A new fossil discovery identifies the earliest evidence for animals with muscles.
Animals may have a much earlier origin than previously thought
An unusual new fossil discovery of one of the earliest animals on earth may also provide the oldest evidence of muscle tissue – the bundles of cells that make movement in animals possible.
The fossil, dating from 560 million years ago, was discovered in Newfoundland, Canada. On the basis of its four-fold symmetry, morphological characteristics, and what appear to be some of the earliest impressions of muscular tissue, researchers from the University of Cambridge, in collaboration with the University of Oxford and the Memorial University of Newfoundland, have interpreted it as a cnidarian: the group which contains modern animals such as corals, sea anemones and jellyfish. The results are published today (27 August) in the journal Proceedings of the Royal Society B.
Historically, the origin, evolution and spread of animals has been viewed as having begun during the Cambrian Explosion, a period of rapid evolutionary development starting 541 million years ago when most major animal groups first appear in the fossil record.
“However, in recent decades, discoveries of preserved trackways and chemical evidence in older rocks, as well as molecular comparisons, have indirectly suggested that animals may have a much earlier origin than previously thought,” said Dr Alex Liu of Cambridge’s Department of Earth Sciences, lead author of the paper.
“The problem is that although animals are now widely expected to have been present before the Cambrian Explosion, very few of the fossils found in older rocks possess features that can be used to convincingly identify them as animals,” said Liu. “Instead, we study aspects of their ecology, feeding or reproduction, in order to understand what they might have been.”
The new fossil, named Haootia quadriformis, dates from the Ediacaran Period, an interval spanning 635 to 541 million years ago. It differs from any previously described Ediacaran fossil, as it comprises of bundles of fibres in a broadly four-fold symmetrical arrangement: a body plan that is similar to that seen in modern cnidarians.

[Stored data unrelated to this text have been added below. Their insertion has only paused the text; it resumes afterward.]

// 🔥 Streak Calculator
// Consecutive completed days ending today or yesterday
//
// A broken streak shows as zero immediately: if the latest entry is older
// than yesterday there is no current streak, however long the history.

use std::collections::BTreeSet;

use chrono::{NaiveDate, Utc};

use crate::entry::{parse_day, CompletionEntry};
use crate::error::{HabitError, Result};
use crate::model::Habit;
use crate::progress::is_completed;

/// Current UTC calendar day, the single "today" used for evaluation
pub fn today_utc() -> NaiveDate {
    Utc::now().date_naive()
}

/// Length of the run of `days` (sorted most recent first) anchored at today
/// or yesterday. Each element carries whether that day counts as completed;
/// the walk stops at the first gap or the first day that does not count.
fn anchored_run(days: &[(NaiveDate, bool)], today: NaiveDate) -> u32 {
    let Some(&(anchor, _)) = days.first() else {
        return 0;
    };

    if anchor != today && Some(anchor) != today.pred_opt() {
        return 0;
    }

    let mut expected = anchor;
    let mut count = 0;

    for &(day, counts) in days {
        let gap = (expected - day).num_days().abs();
        if gap > 1 || !counts {
            break;
        }
        count += 1;
        expected = day;
    }

    count
}

fn entry_day(entry: &CompletionEntry) -> Result<NaiveDate> {
    parse_day(&entry.date)
        .map_err(|_| HabitError::MalformedEntry(format!("invalid date {:?}", entry.date)))
}

/// Streak of `habit` over `entries`, evaluated as of `today`.
///
/// Binary habits count every recorded day. Quantitative habits stop at the
/// first day whose value misses the goal, so a habit without a positive goal
/// never has a streak.
pub fn streak(entries: &[CompletionEntry], habit: &Habit, today: NaiveDate) -> Result<u32> {
    if entries.is_empty() {
        return Ok(0);
    }

    // Reversed so the stable sort leaves the last entry of a repeated day first
    let mut days = entries
        .iter()
        .rev()
        .map(|entry| -> Result<(NaiveDate, bool)> {
            let counts = !habit.is_quantity || is_completed(habit, Some(entry));
            Ok((entry_day(entry)?, counts))
        })
        .collect::<Result<Vec<_>>>()?;

    days.sort_by(|a, b| b.0.cmp(&a.0));
    days.dedup_by_key(|(day, _)| *day);

    Ok(anchored_run(&days, today))
}

/// Streak as of the current UTC day
pub fn current_streak(entries: &[CompletionEntry], habit: &Habit) -> Result<u32> {
    streak(entries, habit, today_utc())
}

/// Run of days on which at least one of `habits` was completed
pub fn overall_streak(habits: &[Habit], today: NaiveDate) -> Result<u32> {
    let mut completed = BTreeSet::new();

    for habit in habits {
        for entry in &habit.completed_dates {
            if is_completed(habit, Some(entry)) {
                completed.insert(entry_day(entry)?);
            }
        }
    }

    let days: Vec<(NaiveDate, bool)> = completed.into_iter().rev().map(|d| (d, true)).collect();
    Ok(anchored_run(&days, today))
}

#[cfg(test)]
mod tests {
    use super::*;
    use crate::progress::tests::{binary_habit, quantity_habit};

    fn day(raw: &str) -> NaiveDate {
        parse_day(raw).unwrap()
    }

    fn bare(dates: &[&str]) -> Vec<CompletionEntry> {
        dates.iter().map(|d| CompletionEntry::bare(*d)).collect()
    }

    #[test]
    fn test_empty_history_has_no_streak() {
        assert_eq!(streak(&[], &binary_habit(), day("2024-01-03")).unwrap(), 0);
    }

    #[test]
    fn test_three_consecutive_days() {
        let entries = bare(&["2024-01-03", "2024-01-02", "2024-01-01"]);
        assert_eq!(streak(&entries, &binary_habit(), day("2024-01-03")).unwrap(), 3);
    }

    #[test]
    fn test_gap_breaks_streak() {
        let entries = bare(&["2024-01-03", "2024-01-01"]);
        assert_eq!(streak(&entries, &binary_habit(), day("2024-01-03")).unwrap(), 1);
    }

    #[test]
    fn test_anchor_yesterday_still_counts() {
        let entries = bare(&["2024-01-02", "2024-01-01"]);
        assert_eq!(streak(&entries, &binary_habit(), day("2024-01-03")).unwrap(), 2);
    }

    #[test]
    fn test_stale_anchor_gives_zero() {
        let entries = bare(&[
            "2024-01-01",
            "2023-12-31",
            "2023-12-30",
            "2023-12-29",
            "2023-12-28",
        ]);
        assert_eq!(streak(&entries, &binary_habit(), day("2024-01-03")).unwrap(), 0);
    }

    #[test]
    fn test_future_anchor_gives_zero() {
        let entries = bare(&["2024-01-05", "2024-01-04", "2024-01-03"]);
        assert_eq!(streak(&entries, &binary_habit(), day("2024-01-03")).unwrap(), 0);
    }

    #[test]
    fn test_unsorted_input_and_month_boundary() {
        let entries = bare(&["2024-02-28", "2024-03-01", "2024-02-29", "2024-02-26"]);
        assert_eq!(streak(&entries, &binary_habit(), day("2024-03-01")).unwrap(), 3);
    }

    #[test]
    fn test_duplicate_dates_count_once() {
        let entries = bare(&["2024-01-03", "2024-01-03", "2024-01-02"]);
        assert_eq!(streak(&entries, &binary_habit(), day("2024-01-03")).unwrap(), 2);
    }

    #[test]
    fn test_quantity_day_below_goal_breaks_streak() {
        let habit = quantity_habit(Some(10.0));
        let entries = vec![
            CompletionEntry::with_value("2024-01-03", 12.0),
            CompletionEntry::with_value("2024-01-02", 0.0),
            CompletionEntry::with_value("2024-01-01", 10.0),
        ];
        assert_eq!(streak(&entries, &habit, day("2024-01-03")).unwrap(), 1);
    }

    #[test]
    fn test_repeated_day_uses_last_entry() {
        let habit = quantity_habit(Some(10.0));
        let entries = vec![
            CompletionEntry::with_value("2024-01-03", 2.0),
            CompletionEntry::with_value("2024-01-02", 10.0),
            CompletionEntry::with_value("2024-01-03", 11.0),
        ];
        assert_eq!(streak(&entries, &habit, day("2024-01-03")).unwrap(), 2);
    }

    #[test]
    fn test_quantity_partial_anchor_gives_zero() {
        let habit = quantity_habit(Some(10.0));
        let entries = vec![
            CompletionEntry::with_value("2024-01-03", 4.0),
            CompletionEntry::with_value("2024-01-02", 10.0),
        ];
        assert_eq!(streak(&entries, &habit, day("2024-01-03")).unwrap(), 0);
    }

    #[test]
    fn test_quantity_without_goal_never_streaks() {
        let habit = quantity_habit(None);
        let entries = vec![
            CompletionEntry::with_value("2024-01-03", 50.0),
            CompletionEntry::with_value("2024-01-02", 50.0),
        ];
        assert_eq!(streak(&entries, &habit, day("2024-01-03")).unwrap(), 0);
    }

    #[test]
    fn test_malformed_date_is_reported() {
        let entries = bare(&["2024-01-03", "yesterday"]);
        assert!(matches!(
            streak(&entries, &binary_habit(), day("2024-01-03")),
            Err(HabitError::MalformedEntry(_))
        ));
    }

    #[test]
    fn test_overall_streak_unions_completed_days() {
        let mut read = binary_habit();
        read.completed_dates = bare(&["2024-01-03", "2024-01-01"]);

        let mut water = quantity_habit(Some(8.0));
        water.completed_dates = vec![
            CompletionEntry::with_value("2024-01-02", 8.0),
            // Below goal, does not fill the 12-31 gap
            CompletionEntry::with_value("2023-12-31", 2.0),
        ];

        assert_eq!(overall_streak(&[read, water], day("2024-01-03")).unwrap(), 3);
        assert_eq!(overall_streak(&[], day("2024-01-03")).unwrap(), 0);
    }
}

The researchers determined that the similarities between Haootia quadriformis and both living and fossil cnidarians suggest that the organism was probably a cnidarian, and that the bundles represent muscular tissue. This would make it not only a rare example of an Ediacaran animal, but also one of the oldest fossils to show evidence of muscle anywhere in the world.
“The evolution of muscular animals, in possession of muscle tissues that enabled them to precisely control their movements, paved the way for the exploration of a vast range of feeding strategies, environments, and ecological niches, allowing animals to become the dominant force in global ecosystems,” said Liu.
The research was funded by the Natural Environment Research Council, the Natural Sciences and Engineering Research Council of Canada, the Burdett Coutts Fund of the University of Oxford, and the National Geographic Global Exploration Fund Northern Europe.